[Records from a collection]
= = =

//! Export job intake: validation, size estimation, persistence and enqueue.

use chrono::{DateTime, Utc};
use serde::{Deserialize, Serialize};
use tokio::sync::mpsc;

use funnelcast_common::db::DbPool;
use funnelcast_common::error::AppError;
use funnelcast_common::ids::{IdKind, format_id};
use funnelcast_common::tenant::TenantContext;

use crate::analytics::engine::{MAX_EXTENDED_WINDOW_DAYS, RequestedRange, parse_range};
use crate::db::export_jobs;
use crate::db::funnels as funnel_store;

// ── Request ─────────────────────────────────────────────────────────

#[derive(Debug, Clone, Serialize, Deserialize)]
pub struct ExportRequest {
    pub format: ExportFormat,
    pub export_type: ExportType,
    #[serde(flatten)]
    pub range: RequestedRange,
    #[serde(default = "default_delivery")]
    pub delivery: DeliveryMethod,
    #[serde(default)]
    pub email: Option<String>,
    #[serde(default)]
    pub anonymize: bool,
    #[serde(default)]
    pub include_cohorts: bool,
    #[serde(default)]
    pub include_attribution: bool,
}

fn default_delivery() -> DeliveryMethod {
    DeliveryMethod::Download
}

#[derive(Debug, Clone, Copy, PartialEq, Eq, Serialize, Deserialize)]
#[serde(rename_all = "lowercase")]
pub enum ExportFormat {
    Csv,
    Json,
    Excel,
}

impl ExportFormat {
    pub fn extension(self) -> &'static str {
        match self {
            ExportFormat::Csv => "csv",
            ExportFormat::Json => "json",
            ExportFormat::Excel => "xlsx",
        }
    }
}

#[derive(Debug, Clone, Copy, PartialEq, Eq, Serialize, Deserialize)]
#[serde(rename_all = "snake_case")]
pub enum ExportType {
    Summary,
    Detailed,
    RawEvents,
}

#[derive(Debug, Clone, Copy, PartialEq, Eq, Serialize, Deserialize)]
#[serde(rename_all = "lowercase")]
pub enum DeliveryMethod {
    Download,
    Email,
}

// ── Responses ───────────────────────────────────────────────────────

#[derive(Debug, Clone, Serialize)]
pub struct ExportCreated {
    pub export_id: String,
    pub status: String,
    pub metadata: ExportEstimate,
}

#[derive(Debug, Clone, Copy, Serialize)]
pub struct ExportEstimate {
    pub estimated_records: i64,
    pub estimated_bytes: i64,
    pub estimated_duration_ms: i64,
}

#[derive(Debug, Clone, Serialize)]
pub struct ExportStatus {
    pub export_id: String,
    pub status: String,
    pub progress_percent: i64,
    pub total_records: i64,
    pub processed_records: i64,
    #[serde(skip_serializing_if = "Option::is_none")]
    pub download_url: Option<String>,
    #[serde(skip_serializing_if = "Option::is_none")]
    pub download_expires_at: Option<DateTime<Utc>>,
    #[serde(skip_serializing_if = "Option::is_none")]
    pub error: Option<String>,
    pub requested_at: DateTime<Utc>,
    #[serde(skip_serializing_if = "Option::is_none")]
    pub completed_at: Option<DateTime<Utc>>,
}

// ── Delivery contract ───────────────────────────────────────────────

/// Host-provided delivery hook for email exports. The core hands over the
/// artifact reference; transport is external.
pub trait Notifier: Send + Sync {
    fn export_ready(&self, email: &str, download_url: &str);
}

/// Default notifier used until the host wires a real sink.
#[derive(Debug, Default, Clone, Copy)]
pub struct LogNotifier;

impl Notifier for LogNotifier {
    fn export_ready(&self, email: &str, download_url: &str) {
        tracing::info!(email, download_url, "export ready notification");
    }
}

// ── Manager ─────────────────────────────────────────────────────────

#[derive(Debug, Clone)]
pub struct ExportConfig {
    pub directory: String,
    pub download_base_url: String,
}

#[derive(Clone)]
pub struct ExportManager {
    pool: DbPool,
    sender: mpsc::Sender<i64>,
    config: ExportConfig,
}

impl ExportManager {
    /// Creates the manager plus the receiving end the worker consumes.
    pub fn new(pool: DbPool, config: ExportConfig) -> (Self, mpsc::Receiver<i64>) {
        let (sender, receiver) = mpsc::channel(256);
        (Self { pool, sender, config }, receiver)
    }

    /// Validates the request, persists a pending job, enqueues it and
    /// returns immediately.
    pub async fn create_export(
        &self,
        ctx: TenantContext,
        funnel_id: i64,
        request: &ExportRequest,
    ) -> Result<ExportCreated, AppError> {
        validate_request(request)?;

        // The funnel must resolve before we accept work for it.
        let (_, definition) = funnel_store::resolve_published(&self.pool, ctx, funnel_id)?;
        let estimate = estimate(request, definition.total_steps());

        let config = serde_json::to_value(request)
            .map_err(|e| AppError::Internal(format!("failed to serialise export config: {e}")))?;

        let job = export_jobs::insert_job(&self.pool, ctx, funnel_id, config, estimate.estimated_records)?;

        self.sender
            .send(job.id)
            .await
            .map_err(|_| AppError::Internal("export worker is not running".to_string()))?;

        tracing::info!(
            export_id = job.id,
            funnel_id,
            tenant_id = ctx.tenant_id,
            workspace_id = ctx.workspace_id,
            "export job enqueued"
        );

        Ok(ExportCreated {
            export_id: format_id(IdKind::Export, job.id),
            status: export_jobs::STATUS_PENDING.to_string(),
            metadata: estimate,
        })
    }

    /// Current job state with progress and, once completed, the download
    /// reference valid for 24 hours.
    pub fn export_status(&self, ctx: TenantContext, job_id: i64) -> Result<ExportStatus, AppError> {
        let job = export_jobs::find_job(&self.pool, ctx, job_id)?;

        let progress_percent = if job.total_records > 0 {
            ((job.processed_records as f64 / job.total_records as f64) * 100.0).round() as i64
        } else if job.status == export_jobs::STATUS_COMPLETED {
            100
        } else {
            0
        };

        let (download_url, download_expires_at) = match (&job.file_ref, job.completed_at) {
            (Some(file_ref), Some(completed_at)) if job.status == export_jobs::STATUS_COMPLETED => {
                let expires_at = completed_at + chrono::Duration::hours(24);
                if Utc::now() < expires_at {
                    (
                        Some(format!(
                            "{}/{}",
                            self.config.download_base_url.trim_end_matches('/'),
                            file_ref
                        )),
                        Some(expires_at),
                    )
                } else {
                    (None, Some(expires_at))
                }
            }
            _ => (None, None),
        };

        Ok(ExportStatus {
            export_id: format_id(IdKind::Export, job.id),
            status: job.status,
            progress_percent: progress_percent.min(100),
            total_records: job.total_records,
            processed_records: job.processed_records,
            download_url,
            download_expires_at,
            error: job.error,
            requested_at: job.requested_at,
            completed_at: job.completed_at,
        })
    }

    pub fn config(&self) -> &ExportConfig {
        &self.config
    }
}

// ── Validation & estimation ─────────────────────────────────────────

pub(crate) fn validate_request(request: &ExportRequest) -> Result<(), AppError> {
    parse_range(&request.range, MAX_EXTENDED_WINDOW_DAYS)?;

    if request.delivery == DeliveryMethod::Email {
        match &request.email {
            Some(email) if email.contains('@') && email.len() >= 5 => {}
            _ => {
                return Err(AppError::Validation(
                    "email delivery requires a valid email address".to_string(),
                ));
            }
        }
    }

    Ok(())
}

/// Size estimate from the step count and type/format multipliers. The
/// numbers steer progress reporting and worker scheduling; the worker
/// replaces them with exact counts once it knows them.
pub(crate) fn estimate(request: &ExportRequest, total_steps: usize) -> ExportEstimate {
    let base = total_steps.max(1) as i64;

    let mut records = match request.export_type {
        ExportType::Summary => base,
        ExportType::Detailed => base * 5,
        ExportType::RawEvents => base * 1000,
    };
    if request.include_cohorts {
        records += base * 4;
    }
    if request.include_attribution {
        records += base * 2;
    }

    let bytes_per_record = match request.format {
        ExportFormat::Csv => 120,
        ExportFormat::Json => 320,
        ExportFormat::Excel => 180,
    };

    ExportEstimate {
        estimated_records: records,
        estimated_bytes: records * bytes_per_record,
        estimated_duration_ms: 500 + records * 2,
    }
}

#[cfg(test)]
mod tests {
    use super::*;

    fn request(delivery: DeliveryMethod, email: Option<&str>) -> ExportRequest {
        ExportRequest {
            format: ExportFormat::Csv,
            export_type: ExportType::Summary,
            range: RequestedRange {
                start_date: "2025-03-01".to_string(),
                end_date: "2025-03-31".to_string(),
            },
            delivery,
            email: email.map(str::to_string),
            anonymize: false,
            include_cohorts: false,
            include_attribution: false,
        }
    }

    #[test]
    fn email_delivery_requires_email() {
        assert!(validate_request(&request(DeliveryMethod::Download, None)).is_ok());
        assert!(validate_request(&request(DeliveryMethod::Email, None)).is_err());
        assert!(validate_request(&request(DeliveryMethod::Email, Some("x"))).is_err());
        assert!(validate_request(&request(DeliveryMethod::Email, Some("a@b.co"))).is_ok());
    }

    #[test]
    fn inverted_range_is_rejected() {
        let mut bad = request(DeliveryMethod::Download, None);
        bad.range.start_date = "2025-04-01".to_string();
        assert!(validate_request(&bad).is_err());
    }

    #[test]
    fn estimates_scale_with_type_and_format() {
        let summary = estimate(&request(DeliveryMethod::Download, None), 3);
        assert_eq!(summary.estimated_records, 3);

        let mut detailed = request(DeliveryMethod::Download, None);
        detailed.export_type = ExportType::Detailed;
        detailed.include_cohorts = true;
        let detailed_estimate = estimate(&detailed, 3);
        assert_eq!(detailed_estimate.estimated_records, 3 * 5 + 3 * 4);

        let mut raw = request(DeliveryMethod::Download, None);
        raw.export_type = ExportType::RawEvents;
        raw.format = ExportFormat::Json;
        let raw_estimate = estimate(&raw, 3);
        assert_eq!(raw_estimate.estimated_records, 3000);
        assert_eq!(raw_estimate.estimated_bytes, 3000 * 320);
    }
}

= = =

Your response should hold only an exact copy of the lines above, from the one containing "detailed.include_cohorts = true;" through the end of the entries.

        detailed.include_cohorts = true;
        let detailed_estimate = estimate(&detailed, 3);
        assert_eq!(detailed_estimate.estimated_records, 3 * 5 + 3 * 4);

        let mut raw = request(DeliveryMethod::Download, None);
        raw.export_type = ExportType::RawEvents;
        raw.format = ExportFormat::Json;
        let raw_estimate = estimate(&raw, 3);
        assert_eq!(raw_estimate.estimated_records, 3000);
        assert_eq!(raw_estimate.estimated_bytes, 3000 * 320);
    }
}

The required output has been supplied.